Massive Loss of Crop Diversity in Just 34 Years Reveals the Rise of Monoculture
As monocultures become the norm in farming, crop diversity is dropping. Now, scientists have found that in just 34 years, farmers are growing fewer types of crops, which may be impacting the general ecosystem.
In this latest study, the researchers used data from the USDA's U.S. Census of Agriculture, which is published every five years from information provided by U.S. farmers. The team examined data from 1978 through 2012 across the country's contiguous states.
Croplands comprise about 408 million acres or 22 percent of the total land base in the lower 48 states. This means that changes in crop species diversity could have a substantial impact, not only on agroecosystem function, but also the function of surrounding natural and urban areas. Because croplands are typically replanted annually, theoretically crop species diversity can change fairly rapidly.
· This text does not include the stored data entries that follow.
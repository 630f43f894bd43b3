use winnow::combinator::{alt, delimited, eof, opt, terminated, trace};
use winnow::error::StrContext;
use winnow::prelude::*;
use winnow::token::{one_of, take_till, take_while};

use crate::lines::{self, LinesWithTerminator};
use crate::registry;

type Summary<'a> = (&'a str, Option<&'a str>, bool, Option<&'a str>);

/// Fields recognized in a (trimmed) commit message.
#[derive(Debug, Default, PartialEq, Eq)]
pub(crate) struct CommitDetails<'a> {
    pub(crate) header: &'a str,
    pub(crate) ty: Option<&'a str>,
    pub(crate) scope: Option<&'a str>,
    pub(crate) breaking: bool,
    pub(crate) subject: Option<&'a str>,
    pub(crate) body: Option<&'a str>,
    pub(crate) footer: Option<&'a str>,
    pub(crate) notes: Vec<(&'a str, &'a str)>,
}

// <message>         ::= <header>, [<newline>, [<blank>, <newline>]], <body>?, <footer>?
// <body>            ::= <line not matching <note>>, (<newline>, <line not matching <note>>)*
// <footer>          ::= <note>, (<newline>, <line>)*
pub(crate) fn message(raw: &str) -> CommitDetails<'_> {
    let (header_line, rest) = match raw.find('\n') {
        Some(i) => raw.split_at(i + 1),
        None => (raw, ""),
    };
    let header = lines::content(header_line);

    let mut input = header;
    let (ty, scope, breaking, subject) = match summary.parse_next(&mut input) {
        Ok((ty, scope, breaking, subject)) => (Some(ty), scope, breaking, subject),
        Err(_) => (None, None, false, None),
    };

    // A single blank line separates the header from what follows.
    let rest = match LinesWithTerminator::new(rest).next() {
        Some(line) if line.trim().is_empty() => &rest[line.len()..],
        _ => rest,
    };

    let mut offset = 0;
    for line in LinesWithTerminator::new(rest) {
        if footer_line(lines::content(line)).is_some() {
            break;
        }
        offset += line.len();
    }
    let (body, footer) = rest.split_at(offset);

    let body = Some(body.trim_start_matches(['\n', '\r']).trim_end()).filter(|b| !b.is_empty());
    let footer = Some(footer.trim_end()).filter(|f| !f.is_empty());
    let notes: Vec<_> = footer
        .map(|footer| footer.lines().filter_map(footer_line).collect())
        .unwrap_or_default();

    tracing::trace!(
        header_matched = ty.is_some(),
        has_body = body.is_some(),
        notes = notes.len(),
        "segmented commit message"
    );

    CommitDetails {
        header,
        ty,
        scope,
        breaking,
        subject,
        body,
        footer,
        notes,
    }
}

/// Recognize a complete footer line, returning its title and text.
pub(crate) fn footer_line(line: &str) -> Option<(&str, &str)> {
    let mut input = line;
    terminated(footer_note, eof).parse_next(&mut input).ok()
}

/// Whether the header starts with a registered type, an optional identifier
/// scope, an optional `!` and a colon.
pub(crate) fn is_type_prefixed(header: &str) -> bool {
    let mut input = header;
    type_prefix.parse_next(&mut input).is_ok()
}

// <newline>         ::= [<CR>], <LF>
fn is_line_ending(c: char) -> bool {
    c == '\n' || c == '\r'
}

// <identifier>      ::= <ASCII alphanumeric> | "-" | "_"
pub(crate) fn is_scope_char(c: char) -> bool {
    c.is_ascii_alphanumeric() || c == '-' || c == '_'
}

// <header>          ::= <type>, ["(", <scope>, ")"], ["!"], ":", [<whitespace>], <text>
fn summary<'a>(i: &mut &'a str) -> ModalResult<Summary<'a>> {
    trace(
        "summary",
        (
            type_,
            opt(delimited('(', scope, ')')),
            opt('!'),
            ':',
            opt(one_of(|c: char| c.is_whitespace())),
            text,
        ),
    )
    .map(|(ty, scope, bang, _, _, subject)| {
        let subject = (!subject.is_empty()).then_some(subject);
        (ty, scope, bang.is_some(), subject)
    })
    .parse_next(i)
}

// <type>            ::= <ASCII alphanumeric>+
pub(crate) fn type_<'a>(i: &mut &'a str) -> ModalResult<&'a str> {
    trace("type", take_while(1.., |c: char| c.is_ascii_alphanumeric()))
        .context(StrContext::Label("type"))
        .parse_next(i)
}

// <scope>           ::= <any UTF8-octets except ")">+
pub(crate) fn scope<'a>(i: &mut &'a str) -> ModalResult<&'a str> {
    trace("scope", take_while(1.., |c: char| c != ')'))
        .context(StrContext::Label("scope"))
        .parse_next(i)
}

// <text>            ::= <any UTF8-octets except newline>*
fn text<'a>(i: &mut &'a str) -> ModalResult<&'a str> {
    take_till(0.., is_line_ending).parse_next(i)
}

// <value>           ::= <any UTF8-octets except newline>+
fn value<'a>(i: &mut &'a str) -> ModalResult<&'a str> {
    take_till(1.., is_line_ending).parse_next(i)
}

// <type-prefix>     ::= <registered type>, ["(", <identifier>+, ")"], ["!"], ":"
fn type_prefix<'a>(i: &mut &'a str) -> ModalResult<&'a str> {
    trace(
        "type_prefix",
        (
            type_.verify(|ty: &str| registry::lookup(ty).is_some()),
            opt(delimited('(', take_while(1.., is_scope_char), ')')),
            opt('!'),
            ':',
        ),
    )
    .take()
    .parse_next(i)
}

// <note>            ::= <breaking-note> | <token-note>
fn footer_note<'a>(i: &mut &'a str) -> ModalResult<(&'a str, &'a str)> {
    trace("footer", alt((breaking_note, token_note))).parse_next(i)
}

// <breaking-note>   ::= "BREAKING", (" " | "-"), "CHANGE", ": ", <value>
fn breaking_note<'a>(i: &mut &'a str) -> ModalResult<(&'a str, &'a str)> {
    (
        ("BREAKING", one_of([' ', '-']), "CHANGE").take(),
        ": ",
        value,
    )
        .map(|(title, _, text)| (title, text))
        .parse_next(i)
}

// <token-note>      ::= <token>, (": " | " #"), <value>
// <token>           ::= (<ASCII letter> | "-")+
fn token_note<'a>(i: &mut &'a str) -> ModalResult<(&'a str, &'a str)> {
    (
        take_while(1.., |c: char| c.is_ascii_alphabetic() || c == '-'),
        alt((": ", " #")),
        value,
    )
        .map(|(title, _, text)| (title, text))
        .parse_next(i)
}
"At the very simplistic level, crop diversity is a measure of how many crops in an area could possibly work together to resist, address and adjust to potential widespread crop failures, including natural problems such as pests and diseases, weed pressures, droughts and flood events," said Jonathan Aguilar, one of the researchers, in a news release. "This could also be viewed as a way to spread potential risks to a producer. Just like in the natural landscape, areas with high diversity tend to be more resilient to external pressures than are areas with low diversity. In other words, diversity provides stability in an area to assure food sustainability."
In this case, the researchers found a large drop in crop biodiversity and an increase in homogenization of agricultural production systems. This could have far-reaching consequences for future agriculture. For example homogenization can lead to greater increases of disease or crop pests that may cause poor crop yields.
The findings are published in the journal PLOS One.